MORE DIVERSIFIED FED BOARD
Cook, a professor of economics and international relations at Michigan State University, would be the first black woman to serve as Fed governor. Jefferson, a professor and senior administrator at Davidson College in North Carolina, would be just the fourth black man to serve on the panel and the first in more than 15 years.
Biden’s picks would mean the seven-member board of governors would include four women, also a first. Currently, the Fed’s board of directors has only six members, all white and four of them men.
“It’s clearly a changing of the guard,” said Harvard University professor Larry Katz. It is a “new group of groundbreaking candidates who will bring important perspectives and representation to the board”.
Former Fed Governor Elizabeth Duke, who served with Raskin, told Reuters Biden’s nominees will “inspire more and more diverse people to get into economics and study the practice of economics.” ”.
The effort to make the Fed look more like America comes at a critical time. Inflation is at its highest level in decades. Unemployment is down, but U.S. employers have 3.6 million fewer workers on their payroll than before the pandemic.
Tasked with both maintaining price stability and maximizing employment in the United States, the Fed debates the speed and extent of raising interest rates and tightening monetary policy to contain the inflation without bypassing the labor market.
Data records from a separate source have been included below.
// Quiz endpoints.
//
// Routes:
//   POST /v1/groups/{id}/quizzes             — create with inline questions
//   GET  /v1/groups/{id}/quizzes             — list for group
//   POST /v1/groups/{id}/quizzes/random-test — assemble a test from the pool
//   GET  /v1/quizzes/{id}                    — fetch
//   POST /v1/quizzes/{id}/results            — submit a score (upsert per user)

use std::collections::HashMap;
use std::sync::Arc;

use axum::{
    extract::{Extension, Path, State},
    http::StatusCode,
    middleware,
    routing::{get, post},
    Json, Router,
};
use chrono::{DateTime, Utc};
use rand::seq::SliceRandom;
use serde::{Deserialize, Serialize};
use sqlx::PgPool;
use studia_common::types::{Quiz, QuizOption, QuizQuestion, QuizResult};
use tokio::sync::RwLock;
use uuid::Uuid;

use crate::{
    auth::{
        jwt::IdentityTokenService,
        middleware::{require_bearer_auth, require_verified, AuthenticatedUser},
    },
    error::ApiError,
    validation::{require_non_empty, ValidatedJson},
};

use super::{
    bad_request, groups::require_participant, map_sqlx_error, not_found, persistence_failure,
    ApiDeps,
};

const RANDOM_TEST_QUESTIONS: usize = 10;

// ── Public API types ─────────────────────────────────────────────────────────

#[derive(Deserialize)]
pub struct CreateQuizRequest {
    pub title: String,
    pub questions: Vec<QuestionRequest>,
}

#[derive(Deserialize)]
pub struct QuestionRequest {
    pub text: String,
    pub options: Vec<QuizOption>,
}

#[derive(Deserialize)]
pub struct SubmitResultRequest {
    pub score: f64,
}

#[derive(Serialize)]
struct QuizEnvelope {
    quiz: Quiz,
}

#[derive(Serialize)]
struct QuizzesEnvelope {
    quizzes: Vec<Quiz>,
}

// ── Store ────────────────────────────────────────────────────────────────────

#[derive(Clone)]
pub enum QuizStore {
    Postgres(PgPool),
    #[cfg_attr(not(test), allow(dead_code))]
    Memory(Arc<RwLock<HashMap<Uuid, Quiz>>>),
}

#[derive(sqlx::FromRow)]
struct QuizRow {
    id: Uuid,
    group_id: Uuid,
    creator_id: Uuid,
    title: String,
    created_at: DateTime<Utc>,
}

#[derive(sqlx::FromRow)]
struct QuestionRow {
    id: Uuid,
    quiz_id: Uuid,
    text: String,
    options: serde_json::Value,
}

#[derive(sqlx::FromRow)]
struct ResultRow {
    quiz_id: Uuid,
    user_id: Uuid,
    score: f64,
    submitted_at: DateTime<Utc>,
}

impl QuestionRow {
    fn into_question(self) -> Result<QuizQuestion, ApiError> {
        let options: Vec<QuizOption> = serde_json::from_value(self.options).map_err(|error| {
            persistence_failure(anyhow::anyhow!("invalid quiz option payload: {error}"))
        })?;
        Ok(QuizQuestion { id: self.id, text: self.text, options })
    }
}

impl QuizStore {
    pub fn memory() -> Self {
        Self::Memory(Arc::new(RwLock::new(HashMap::new())))
    }

    pub async fn create(&self, quiz: Quiz) -> Result<Quiz, ApiError> {
        match self {
            Self::Postgres(pool) => create_pg(pool, quiz).await,
            Self::Memory(store) => {
                store.write().await.insert(quiz.id, quiz.clone());
                Ok(quiz)
            }
        }
    }

    pub async fn get(&self, quiz_id: Uuid) -> Result<Quiz, ApiError> {
        match self {
            Self::Postgres(pool) => {
                let row = sqlx::query_as::<_, QuizRow>(
                    "SELECT id, group_id, creator_id, title, created_at \
                     FROM quizzes WHERE id = $1",
                )
                .bind(quiz_id)
                .fetch_optional(pool)
                .await
                .map_err(map_sqlx_error)?
                .ok_or_else(|| not_found("quiz not found"))?;

                let mut quizzes = hydrate_pg(pool, vec![row]).await?;
                Ok(quizzes.remove(0))
            }
            Self::Memory(store) => store
                .read()
                .await
                .get(&quiz_id)
                .cloned()
                .ok_or_else(|| not_found("quiz not found")),
        }
    }

    pub async fn list_for_group(&self, group_id: Uuid) -> Result<Vec<Quiz>, ApiError> {
        match self {
            Self::Postgres(pool) => {
                let rows = sqlx::query_as::<_, QuizRow>(
                    "SELECT id, group_id, creator_id, title, created_at \
                     FROM quizzes WHERE group_id = $1 \
                     ORDER BY created_at ASC",
                )
                .bind(group_id)
                .fetch_all(pool)
                .await
                .map_err(map_sqlx_error)?;
                hydrate_pg(pool, rows).await
            }
            Self::Memory(store) => {
                let store = store.read().await;
                let mut quizzes: Vec<Quiz> =
                    store.values().filter(|quiz| quiz.group_id == group_id).cloned().collect();
                quizzes.sort_by_key(|quiz| quiz.created_at);
                Ok(quizzes)
            }
        }
    }

    /// Record a score; resubmission replaces the user's previous result.
    pub async fn submit_result(
        &self,
        quiz_id: Uuid,
        user_id: Uuid,
        score: f64,
    ) -> Result<Quiz, ApiError> {
        match self {
            Self::Postgres(pool) => {
                let result = sqlx::query(
                    "INSERT INTO quiz_results (quiz_id, user_id, score, submitted_at) \
                     SELECT id, $2, $3, now() FROM quizzes WHERE id = $1 \
                     ON CONFLICT (quiz_id, user_id) \
                     DO UPDATE SET score = EXCLUDED.score, submitted_at = now()",
                )
                .bind(quiz_id)
                .bind(user_id)
                .bind(score)
                .execute(pool)
                .await
                .map_err(map_sqlx_error)?;
                if result.rows_affected() == 0 {
                    return Err(not_found("quiz not found"));
                }
                self.get(quiz_id).await
            }
            Self::Memory(store) => {
                let mut store = store.write().await;
                let quiz =
                    store.get_mut(&quiz_id).ok_or_else(|| not_found("quiz not found"))?;
                let submitted_at = Utc::now();
                match quiz.results.iter_mut().find(|result| result.user_id == user_id) {
                    Some(result) => {
                        result.score = score;
                        result.submitted_at = submitted_at;
                    }
                    None => quiz.results.push(QuizResult { user_id, score, submitted_at }),
                }
                Ok(quiz.clone())
            }
        }
    }
}

async fn create_pg(pool: &PgPool, quiz: Quiz) -> Result<Quiz, ApiError> {
    let mut tx = pool.begin().await.map_err(map_sqlx_error)?;

    sqlx::query(
        "INSERT INTO quizzes (id, group_id, creator_id, title, created_at) \
         VALUES ($1, $2, $3, $4, $5)",
    )
    .bind(quiz.id)
    .bind(quiz.group_id)
    .bind(quiz.creator_id)
    .bind(&quiz.title)
    .bind(quiz.created_at)
    .execute(&mut *tx)
    .await
    .map_err(map_sqlx_error)?;

    for question in &quiz.questions {
        let options = serde_json::to_value(&question.options).map_err(|error| {
            persistence_failure(anyhow::anyhow!("failed to encode quiz options: {error}"))
        })?;
        sqlx::query(
            "INSERT INTO quiz_questions (id, quiz_id, text, options) VALUES ($1, $2, $3, $4)",
        )
        .bind(question.id)
        .bind(quiz.id)
        .bind(&question.text)
        .bind(options)
        .execute(&mut *tx)
        .await
        .map_err(map_sqlx_error)?;
    }

    tx.commit().await.map_err(map_sqlx_error)?;
    Ok(quiz)
}

async fn hydrate_pg(pool: &PgPool, rows: Vec<QuizRow>) -> Result<Vec<Quiz>, ApiError> {
    let quiz_ids: Vec<Uuid> = rows.iter().map(|row| row.id).collect();

    let question_rows = sqlx::query_as::<_, QuestionRow>(
        "SELECT id, quiz_id, text, options FROM quiz_questions \
         WHERE quiz_id = ANY($1::uuid[])",
    )
    .bind(&quiz_ids)
    .fetch_all(pool)
    .await
    .map_err(map_sqlx_error)?;

    let result_rows = sqlx::query_as::<_, ResultRow>(
        "SELECT quiz_id, user_id, score, submitted_at FROM quiz_results \
         WHERE quiz_id = ANY($1::uuid[]) \
         ORDER BY submitted_at ASC",
    )
    .bind(&quiz_ids)
    .fetch_all(pool)
    .await
    .map_err(map_sqlx_error)?;

    let mut questions_by_quiz: HashMap<Uuid, Vec<QuizQuestion>> = HashMap::new();
    for row in question_rows {
        let quiz_id = row.quiz_id;
        questions_by_quiz.entry(quiz_id).or_default().push(row.into_question()?);
    }

    let mut results_by_quiz: HashMap<Uuid, Vec<QuizResult>> = HashMap::new();
    for row in result_rows {
        results_by_quiz.entry(row.quiz_id).or_default().push(QuizResult {
            user_id: row.user_id,
            score: row.score,
            submitted_at: row.submitted_at,
        });
    }

    Ok(rows
        .into_iter()
        .map(|row| Quiz {
            questions: questions_by_quiz.remove(&row.id).unwrap_or_default(),
            results: results_by_quiz.remove(&row.id).unwrap_or_default(),
            id: row.id,
            group_id: row.group_id,
            creator_id: row.creator_id,
            title: row.title,
            created_at: row.created_at,
        })
        .collect())
}

// ── Router ───────────────────────────────────────────────────────────────────

pub fn router(deps: ApiDeps, token_service: Arc<IdentityTokenService>) -> Router {
    Router::new()
        .route("/v1/groups/{group_id}/quizzes", post(create_quiz).get(list_group_quizzes))
        .route("/v1/groups/{group_id}/quizzes/random-test", post(create_random_test))
        .route("/v1/quizzes/{quiz_id}", get(get_quiz))
        .route("/v1/quizzes/{quiz_id}/results", post(submit_result))
        .with_state(deps)
        .route_layer(middleware::from_fn_with_state(token_service, require_bearer_auth))
}

// ── Handlers ─────────────────────────────────────────────────────────────────

async fn create_quiz(
    State(deps): State<ApiDeps>,
    Extension(user): Extension<AuthenticatedUser>,
    Path(group_id): Path<Uuid>,
    ValidatedJson(payload): ValidatedJson<CreateQuizRequest>,
) -> Result<(StatusCode, Json<QuizEnvelope>), ApiError> {
    require_verified(&user)?;
    require_participant(&deps, group_id, &user).await?;
    require_non_empty("title", &payload.title)?;
    if payload.questions.is_empty() {
        return Err(bad_request("a quiz needs at least one question"));
    }
    for question in &payload.questions {
        require_non_empty("question text", &question.text)?;
        if question.options.is_empty() {
            return Err(bad_request("every question needs at least one option"));
        }
    }

    let quiz = deps
        .quizzes
        .create(Quiz {
            id: Uuid::new_v4(),
            group_id,
            creator_id: user.user_id,
            title: payload.title,
            questions: payload
                .questions
                .into_iter()
                .map(|question| QuizQuestion {
                    id: Uuid::new_v4(),
                    text: question.text,
                    options: question.options,
                })
                .collect(),
            results: Vec::new(),
            created_at: Utc::now(),
        })
        .await?;

    Ok((StatusCode::CREATED, Json(QuizEnvelope { quiz })))
}

async fn list_group_quizzes(
    State(deps): State<ApiDeps>,
    Extension(user): Extension<AuthenticatedUser>,
    Path(group_id): Path<Uuid>,
) -> Result<Json<QuizzesEnvelope>, ApiError> {
    require_participant(&deps, group_id, &user).await?;
    Ok(Json(QuizzesEnvelope { quizzes: deps.quizzes.list_for_group(group_id).await? }))
}

async fn get_quiz(
    State(deps): State<ApiDeps>,
    Extension(user): Extension<AuthenticatedUser>,
    Path(quiz_id): Path<Uuid>,
) -> Result<Json<QuizEnvelope>, ApiError> {
    let quiz = deps.quizzes.get(quiz_id).await?;
    require_participant(&deps, quiz.group_id, &user).await?;
    Ok(Json(QuizEnvelope { quiz }))
}

/// Pull a shuffled sample from every question in the group's quizzes and
/// store it as a fresh quiz.
async fn create_random_test(
    State(deps): State<ApiDeps>,
    Extension(user): Extension<AuthenticatedUser>,
    Path(group_id): Path<Uuid>,
) -> Result<(StatusCode, Json<QuizEnvelope>), ApiError> {
    require_verified(&user)?;
    require_participant(&deps, group_id, &user).await?;

    let mut pool: Vec<QuizQuestion> = deps
        .quizzes
        .list_for_group(group_id)
        .await?
        .into_iter()
        .flat_map(|quiz| quiz.questions)
        .collect();
    if pool.is_empty() {
        return Err(bad_request("this group has no quiz questions yet"));
    }

    pool.shuffle(&mut rand::thread_rng());
    pool.truncate(RANDOM_TEST_QUESTIONS);

    let created_at = Utc::now();
    let quiz = deps
        .quizzes
        .create(Quiz {
            id: Uuid::new_v4(),
            group_id,
            creator_id: user.user_id,
            title: format!("Test-{}", created_at.timestamp()),
            questions: pool
                .into_iter()
                .map(|question| QuizQuestion { id: Uuid::new_v4(), ..question })
                .collect(),
            results: Vec::new(),
            created_at,
        })
        .await?;

    Ok((StatusCode::CREATED, Json(QuizEnvelope { quiz })))
}

async fn submit_result(
    State(deps): State<ApiDeps>,
    Extension(user): Extension<AuthenticatedUser>,
    Path(quiz_id): Path<Uuid>,
    ValidatedJson(payload): ValidatedJson<SubmitResultRequest>,
) -> Result<Json<QuizEnvelope>, ApiError> {
    require_verified(&user)?;
    if !payload.score.is_finite() || payload.score < 0.0 {
        return Err(bad_request("score must be a non-negative number"));
    }

    let quiz = deps.quizzes.get(quiz_id).await?;
    require_participant(&deps, quiz.group_id, &user).await?;

    let quiz = deps.quizzes.submit_result(quiz_id, user.user_id, payload.score).await?;
    Ok(Json(QuizEnvelope { quiz }))
}

// ── Tests ────────────────────────────────────────────────────────────────────
use std::sync::Arc;

use anyhow::Context;
use tokio::net::TcpListener;
use tracing::{info, warn};

use studia_server::{
    api::ApiDeps,
    auth::jwt::IdentityTokenService,
    build_app,
    config::ServerConfig,
    db::{migrations, pool::{check_pool_health, create_pg_pool, PoolConfig}},
    storage::ObjectStore,
    ws::registry::ConnectionRegistry,
};

#[tokio::main]
async fn main() -> anyhow::Result<()> {
    let config = ServerConfig::from_env();

    tracing_subscriber::fmt()
        .with_env_filter(
            tracing_subscriber::EnvFilter::try_from_default_env()
                .unwrap_or_else(|_| config.log_filter.clone().into()),
        )
        .init();

    if config.is_dev_jwt_secret() {
        warn!("using the development JWT secret; set STUDIA_SERVER_JWT_SECRET in production");
    }

    let token_service =
        Arc::new(IdentityTokenService::new(&config.jwt_secret).context("invalid JWT secret")?);
    let registry = Arc::new(ConnectionRegistry::default());

    let object_store = match config.object_store_url.as_deref() {
        Some(base_url) => ObjectStore::http(base_url).context("invalid object store URL")?,
        None => {
            warn!("no object store configured; file uploads are kept in memory");
            ObjectStore::memory()
        }
    };

    let deps = match config.database_url.as_deref() {
        Some(database_url) => {
            let pool = create_pg_pool(database_url, PoolConfig::from_env())
                .await
                .context("failed to initialize PostgreSQL pool")?;
            check_pool_health(&pool).await.context("PostgreSQL health check failed")?;
            migrations::run_migrations(&pool).await?;
            ApiDeps::postgres(
                pool,
                Arc::clone(&registry),
                object_store,
                config.invite_link_base_url.clone(),
            )
        }
        None => {
            warn!("no database configured; running with in-memory stores");
            let mut deps = ApiDeps::memory(Arc::clone(&registry));
            deps.object_store = object_store;
            deps.invite_link_base_url = Arc::from(config.invite_link_base_url.as_str());
            deps
        }
    };

    let app = build_app(deps, registry, token_service, config.cors_origins.as_deref());

    let listener = TcpListener::bind(config.listen_addr)
        .await
        .with_context(|| format!("failed to bind listener on {}", config.listen_addr))?;

    info!(listen_addr = %config.listen_addr, "starting studia server");

    axum::serve(listener, app)
        .with_graceful_shutdown(shutdown_signal())
        .await
        .context("server exited unexpectedly")
}

async fn shutdown_signal() {
    let ctrl_c = async {
        tokio::signal::ctrl_c().await.expect("failed to install Ctrl+C handler");
    };

    #[cfg(unix)]
    let terminate = async {
        tokio::signal::unix::signal(tokio::signal::unix::SignalKind::terminate())
            .expect("failed to install SIGTERM handler")
            .recv()
            .await;
    };

    #[cfg(not(unix))]
    let terminate = std::future::pending::<()>();

    tokio::select! {
        _ = ctrl_c => {}
        _ = terminate => {}
    }

    info!("shutdown signal received");
}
Its current leaders have already signaled they are ready to start raising interest rates as early as March, reversing from an ultra-dovish stance that could test financial markets and influence the pace of the recovery over the course of a year. election in which the control of Congress is at stake. Read more
Fed Chairman Jerome Powell, whom Biden asked late last year to serve a second four-year term as chairman, starting next month, is leading the pivot. The Senate Banking Committee held Powell’s nomination hearing on Tuesday, while Fed Governor Lael Brainard, whom Biden named vice central bank chairman, appeared before the panel on Thursday.
Progressives had favored more diverse choices to lead the Fed; the slate Biden presented on Thursday helps meet that demand.
Raskin, who spent four years as Fed governor before being named assistant treasury secretary from 2014 to 2017, is expected to exercise tighter oversight on Wall Street than the former vice chairman of Fed oversight. , Randal Quarles, who left the Fed. at the end of last year.
Cook wrote extensively about the economic consequences of racial disparity and gender inequality, and grew up in the violence of school desegregation in the American South. Jefferson has written extensively on wages, poverty, and income distribution.
Kevin Hassett, who chaired the Council of Economic Advisers under former President Donald Trump, said Jefferson was an “incredibly smart economist” and a serious scholar who should be confirmed by the Senate soon.
“He’s the kind of honorable, serious person the Federal Reserve should have.”